Given entries >>
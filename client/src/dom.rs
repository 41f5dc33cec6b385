use crate::error::PreviewError;
use wasm_bindgen::JsCast;
use web_sys::{window, Document};

pub fn page_document() -> Result<Document, PreviewError> {
	let window = window().ok_or(PreviewError::NoWindow)?;
	window.document().ok_or(PreviewError::NoDocument)
}

/// Looks up an element by id and casts it to the element type the caller needs.
///
/// # Errors
///
/// Fails when no element has the id or when the element found is some other kind of element.
pub fn element_by_id<T: JsCast>(document: &Document, id: &str) -> Result<T, PreviewError> {
	let element = document
		.get_element_by_id(id)
		.ok_or_else(|| PreviewError::MissingElement(id.to_owned()))?;
	element
		.dyn_into()
		.map_err(|_| PreviewError::WrongElementType(id.to_owned()))
}
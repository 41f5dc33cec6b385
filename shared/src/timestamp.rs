//! Loose parsing of digit-delimited timestamps such as `2019-05-21T19:30:15.500Z`.
//!
//! The parser performs no validation. Every maximal run of non-digit characters is a separator, the first seven
//! fields are taken as year, month, day, hour, minute, second and milliseconds, and out-of-range values roll over the
//! same way the browser's `Date.UTC` constructor rolls them over. Input that leaves a field without a value produces
//! an invalid date (`None`) rather than an error.

use chrono::{DateTime, Utc};
use regex::Regex;
use std::sync::LazyLock;

/// The number of digit groups a complete timestamp string carries.
pub const TIMESTAMP_FIELD_COUNT: usize = 7;

const MILLIS_PER_SECOND: i64 = 1000;
const MILLIS_PER_MINUTE: i64 = 60 * MILLIS_PER_SECOND;
const MILLIS_PER_HOUR: i64 = 60 * MILLIS_PER_MINUTE;
const MILLIS_PER_DAY: i64 = 24 * MILLIS_PER_HOUR;

/// Largest time value magnitude a browser date can hold (100,000,000 days on either side of the epoch).
pub const MAX_TIME_VALUE_MILLIS: i64 = 100_000_000 * MILLIS_PER_DAY;

// ASCII only; other Unicode digits are separators too.
static NON_DIGIT_RUN: LazyLock<Regex> = LazyLock::new(|| Regex::new("[^0-9]+").unwrap());

/// The seven numeric components of a timestamp string.
///
/// `None` marks a component that is not a number, either because the input ran out of digit groups or because the
/// group doesn't fit in an `i64`. The month is stored 0-based.
#[derive(Clone, Copy, Debug, Default, Eq, PartialEq)]
pub struct TimestampFields {
	pub year: Option<i64>,
	pub month_index: Option<i64>,
	pub day: Option<i64>,
	pub hour: Option<i64>,
	pub minute: Option<i64>,
	pub second: Option<i64>,
	pub millisecond: Option<i64>,
}

impl TimestampFields {
	/// Splits a timestamp string into its components.
	///
	/// A leading or trailing separator produces an empty field, which counts as zero. Groups past the seventh are
	/// ignored.
	pub fn split(s: &str) -> Self {
		let mut groups = NON_DIGIT_RUN.split(s).map(field_value);
		let mut next = || groups.next().flatten();

		let year = next();
		let month_index = next().map(|month| month - 1);
		let day = next();
		let hour = next();
		let minute = next();
		let second = next();
		let millisecond = next();

		Self {
			year,
			month_index,
			day,
			hour,
			minute,
			second,
			millisecond,
		}
	}

	/// Milliseconds since the Unix epoch for these components interpreted in UTC, or `None` for an invalid date.
	pub fn epoch_millis(&self) -> Option<i64> {
		let year = self.year?;
		let year = if (0..=99).contains(&year) { 1900 + year } else { year };
		let day_number = day_from_year_month(year, self.month_index?)?.checked_add(self.day?.checked_sub(1)?)?;

		let time = self
			.hour?
			.checked_mul(MILLIS_PER_HOUR)?
			.checked_add(self.minute?.checked_mul(MILLIS_PER_MINUTE)?)?
			.checked_add(self.second?.checked_mul(MILLIS_PER_SECOND)?)?
			.checked_add(self.millisecond?)?;

		let millis = day_number.checked_mul(MILLIS_PER_DAY)?.checked_add(time)?;
		if millis.checked_abs()? > MAX_TIME_VALUE_MILLIS {
			return None;
		}
		Some(millis)
	}

	/// The UTC date-time for these components, or `None` for an invalid date.
	pub fn to_utc(&self) -> Option<DateTime<Utc>> {
		DateTime::from_timestamp_millis(self.epoch_millis()?)
	}
}

/// Parses a digit-delimited timestamp string as a UTC date-time.
///
/// The second group is a 1-based month. Returns `None` where the browser would construct an invalid date, most
/// commonly because fewer than seven digit groups were present.
pub fn parse_iso_string(s: &str) -> Option<DateTime<Utc>> {
	TimestampFields::split(s).to_utc()
}

fn field_value(group: &str) -> Option<i64> {
	if group.is_empty() {
		Some(0)
	} else {
		group.parse().ok()
	}
}

/// Days from the epoch to the first day of the given month, with out-of-range months carried into the year.
///
/// Counts in 400-year eras of 146,097 days over a calendar starting in March, so the result covers every year a
/// browser time value can reach.
fn day_from_year_month(year: i64, month_index: i64) -> Option<i64> {
	let year = year.checked_add(month_index.div_euclid(12))?;
	let month = month_index.rem_euclid(12) + 1;
	let year = if month <= 2 { year.checked_sub(1)? } else { year };

	let era = year.div_euclid(400);
	let year_of_era = year.rem_euclid(400);
	let day_of_year = (153 * ((month + 9) % 12) + 2) / 5;
	let day_of_era = year_of_era * 365 + year_of_era / 4 - year_of_era / 100 + day_of_year;

	// 719,468 days separate 0000-03-01 from 1970-01-01.
	era.checked_mul(146_097)?.checked_add(day_of_era - 719_468)
}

What you have to do >> Report every line of the entries that carries the word "Option".

Exercise solution >>
	pub year: Option<i64>,
	pub month_index: Option<i64>,
	pub day: Option<i64>,
	pub hour: Option<i64>,
	pub minute: Option<i64>,
	pub second: Option<i64>,
	pub millisecond: Option<i64>,
	pub fn epoch_millis(&self) -> Option<i64> {
	pub fn to_utc(&self) -> Option<DateTime<Utc>> {
pub fn parse_iso_string(s: &str) -> Option<DateTime<Utc>> {
fn field_value(group: &str) -> Option<i64> {
fn day_from_year_month(year: i64, month_index: i64) -> Option<i64> {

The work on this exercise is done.